AbstractUptake experiments and efflux compartmental analyses of abscisic acid (ABA) with acid treated epidermal peels of Valerianella locusta were performed to elucidate the mechanisms of transport of ABA across the plasmalemma and tonoplast of guard cells.ABA uptake across the plasmalemma is linearly correlated with external ABA concentration in the incubation medium. Under alkaline conditions ABA‐uptake was not significantly above background, indicating that ABA uptake occurs mainly by diffusion of undissociated ABAH as the most permeable species, which is trapped afterwards in the alkaline cytosol as impermeable ABA−. Efflux analysis of ABA revealed a saturable component of ABA transfer across the tonoplast. A Woolf‐Augustinsson‐Hofstee analysis suggested the existence of two transport systems for ABA at the tonoplast.

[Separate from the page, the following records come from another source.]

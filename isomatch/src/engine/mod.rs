//! Isomorphism decision engine.
//!
//! [`IsoMatcher::compare`] is the single entry point: it validates the order
//! precondition, runs the invariant screener, and only then pays for the
//! backtracking search. Each call is self-contained — indices, assignment and
//! budget are allocated per call and released on return, so concurrent calls
//! on different graph pairs need no coordination.

mod assignment;
mod budget;
mod search;

use thiserror::Error;
use tracing::debug;

use crate::config::MatchConfig;
use crate::graph::Graph;
use crate::invariants::{self, GraphIndex};
use crate::report::IsoReport;

use assignment::Assignment;
use budget::SearchBudget;
use search::SearchCtx;

/// Failures of a comparison call, distinct from a negative verdict.
#[derive(Debug, Clone, Error, PartialEq, Eq)]
pub enum MatchError {
    /// The graphs have different vertex counts. A precondition violation;
    /// never silently reported as "not isomorphic".
    #[error("cannot compare graphs of different order ({left} vs {right})")]
    OrderMismatch {
        /// Order of the left graph.
        left: usize,
        /// Order of the right graph.
        right: usize,
    },

    /// The search exceeded its budget before reaching a verdict. The call is
    /// inconclusive; retry with a larger budget if a verdict is required.
    #[error("search budget exhausted after {steps} steps")]
    Timeout {
        /// Selection steps taken before the budget ran out.
        steps: u64,
    },
}

/// Isomorphism decision procedure over two graphs of equal order.
pub struct IsoMatcher<'g> {
    left: &'g Graph,
    right: &'g Graph,
    left_index: GraphIndex,
    right_index: GraphIndex,
}

impl<'g> IsoMatcher<'g> {
    /// Decides whether `left` and `right` are isomorphic, producing a witness
    /// mapping on success.
    ///
    /// The verdict and the witness are deterministic for a fixed input pair:
    /// no randomization is used anywhere in the search.
    ///
    /// # Errors
    ///
    /// [`MatchError::OrderMismatch`] when the orders differ;
    /// [`MatchError::Timeout`] when `config`'s budget runs out first.
    pub fn compare(
        left: &'g Graph,
        right: &'g Graph,
        config: &MatchConfig,
    ) -> Result<IsoReport, MatchError> {
        let matcher = Self::prepare(left, right)?;
        matcher.run(config)
    }

    fn prepare(left: &'g Graph, right: &'g Graph) -> Result<Self, MatchError> {
        if left.order() != right.order() {
            return Err(MatchError::OrderMismatch {
                left: left.order(),
                right: right.order(),
            });
        }
        Ok(Self {
            left,
            right,
            left_index: GraphIndex::build(left),
            right_index: GraphIndex::build(right),
        })
    }

    fn run(&self, config: &MatchConfig) -> Result<IsoReport, MatchError> {
        if invariants::distinguishable_by_index(&self.left_index, &self.right_index) {
            debug!("screener rejected the pair without search");
            return Ok(IsoReport::not_isomorphic());
        }

        let ctx = SearchCtx {
            left: self.left,
            right: self.right,
            left_index: &self.left_index,
            right_index: &self.right_index,
            selection: search::selection_order(&self.left_index),
        };

        let mut st = Assignment::new(self.left.order());
        let mut budget = SearchBudget::new(config);
        let mut witness = None;

        let found = search::backtrack(&ctx, &mut st, 0, &mut budget, &mut witness)?;
        debug!(steps = budget.steps(), found, "search finished");

        Ok(match witness {
            Some(pairs) => IsoReport::isomorphic(pairs),
            None => IsoReport::not_isomorphic(),
        })
    }
}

The high affinity transport system had a KM of 0.21 mol m−3 and a Vmax 85.8 amol ABA cell−1 h−1. Using the data of the uptake and efflux experiments we calculated the permeability coefficients of ABA for the plasmalemma and the tonoplast of guard cells, which are 2.46 10−7 m s–1 and 1.26 10−8m s−1, respectively. The distribution of the pH‐probe (14C)‐DMO between medium, cytosol and vacuole was investigated and used to calculate cytosolic and vacuolar pH. The vacuolar pH is too low to explain the high vacuolar ABA concentration by trapping of ABA−, whereas the cytosol is sufficiently alkaline to act as an efficient anion trap. Therefore we conclude that ABA transport across the guard cell tonoplast is catalyzed by a saturable uptake component.